I had this one last week. Kind of stuck with me, just weirded me out.

Go pick up this girl in north Santa Monica going to lax. She puts her luggage in the back. She jumps in the front. I start driving, she keeps staring at me the entire trip. Making small talk about anything and everything possible, most not making sense.

What really started it was when I turned onto ocean and the sun was setting and she started to comment on the sunset and how its so beautiful and romantic, all the time staring at me. Just giving me the creeps.

To try to lighten the mood, I made a smart ass comment saying, take a picture and post it on face book, let your friends know your sharing a sunset with the uber driver. I laughed trying to lighten the mood, she just smiled a bit and kept staring.

The rest of the ride wasn't much more comfortable. She even told me where she works. Like if I wanted to stop by and say hello sometime. I had sat radio on the 80's. She even commented on how great the radio station was. Its 80's music , you're like 24. What the hell would you know about 80's music? Then she let me know when she was coming back.

I even told her, I have a girl friend and three kids my oldest is 19, right around your age. Still wouldn't stop staring. Just really weird and creepy. Can't everyone just sit in the back and stare at my bald spot. So much more comfortable of a ride. Or just day dream out the window. This is uber, not e-harmony.

I would like to hear other creepy stories, I know you all have them.


----------



## CaptainJackLA (Dec 4, 2014)

Didnt you kiss her goodbye at the airport? I would have asked what the [email protected] is wrong with you?


----------



## Optimus Uber (Oct 7, 2014)

CaptainJackLA said:


> Didnt you kiss her goodbye at the airport?
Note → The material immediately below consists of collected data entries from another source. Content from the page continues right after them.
//! Dashboard Pipeline
//! One call per uploaded tracker: load, compute, hand the report to the view.

use crate::config::DashboardTargets;
use crate::data::{ApplicationTable, DataLoader, LoadError};
use crate::stats::{MetricsEngine, MetricsSnapshot, Tip};
use anyhow::Context;
use chrono::{Local, NaiveDate};
use serde::Serialize;
use std::path::Path;

/// Result of a single pipeline invocation.
#[derive(Debug, Clone, Serialize)]
pub struct DashboardReport {
    pub source_name: Option<String>,
    pub snapshot: MetricsSnapshot,
    pub tips: Vec<Tip>,
}

impl DashboardReport {
    pub fn from_table(table: &ApplicationTable, today: NaiveDate) -> Self {
        let snapshot = MetricsEngine::compute(table, today);
        let tips = snapshot.tips.tips();
        Self {
            source_name: None,
            snapshot,
            tips,
        }
    }
}

pub fn today() -> NaiveDate {
    Local::now().date_naive()
}

/// Run the pipeline over a workbook on disk.
pub fn analyze_path(path: &Path, today: NaiveDate) -> Result<DashboardReport, LoadError> {
    let table = DataLoader::load_path(path)?;
    tracing::info!(
        "loaded {} applications from {}",
        table.len(),
        path.display()
    );

    let mut report = DashboardReport::from_table(&table, today);
    report.source_name = path
        .file_name()
        .map(|name| name.to_string_lossy().to_string());
    Ok(report)
}

/// Run the pipeline over workbook bytes.
pub fn analyze_bytes(bytes: &[u8], today: NaiveDate) -> Result<DashboardReport, LoadError> {
    let table = DataLoader::load_bytes(bytes)?;
    tracing::info!("loaded {} applications from upload", table.len());
    Ok(DashboardReport::from_table(&table, today))
}

#[derive(Serialize)]
struct ReportExport<'a> {
    targets: &'a DashboardTargets,
    #[serde(flatten)]
    report: &'a DashboardReport,
}

/// Write the report and the active targets as pretty JSON.
pub fn export_report(
    path: &Path,
    report: &DashboardReport,
    targets: &DashboardTargets,
) -> anyhow::Result<()> {
    let json = serde_json::to_string_pretty(&ReportExport { targets, report })
        .context("failed to serialize dashboard report")?;
    std::fs::write(path, json)
        .with_context(|| format!("failed to write {}", path.display()))?;
    tracing::info!("exported dashboard report to {}", path.display());
    Ok(())
}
I would have asked what the [email protected] is wrong with you?


No kiss, but she said she was flying Alaska. Brought her to Alaska, then she told me she's at terminal 4, which is American. Guess Alaska is not just at terminal 6, but can be at terminal 4 at times. Oh well. No kiss, just have a safe flight, happy holidays, goodbye.

Didnt want to say anything more than I had too.

The issue is some of these girls get in the car and they are living from paycheck to paycheck. They jump into a $60k car and they're thinking security. They figure you can afford this car, you must be well off, then they see if there is a connection. Looking for someone that maybe give them direction in life, or help them get ahead in life, or just want to latch on like a leech.

I have heard so much crap, like how horny they are, touching, rubbing my shoulders, what do you think of my ****, etc.

You know, I should be able to drink and drive so I can cope with some of this crap. I tell you this, there is nothing sexy about being hit on by a girl that's your daughters age. Nor do I need to know how many sexual positions you have done and if there are any i know of that they haven't stated. Nor do I want to grab a drink with you and I dont care if your buzzed and you pretend to pass out in the back of my seat. Coz I'm not touching you. I am going to yell at you that you're at your destination and if you don't wake up, I'm calling the cops to have you removed from my car.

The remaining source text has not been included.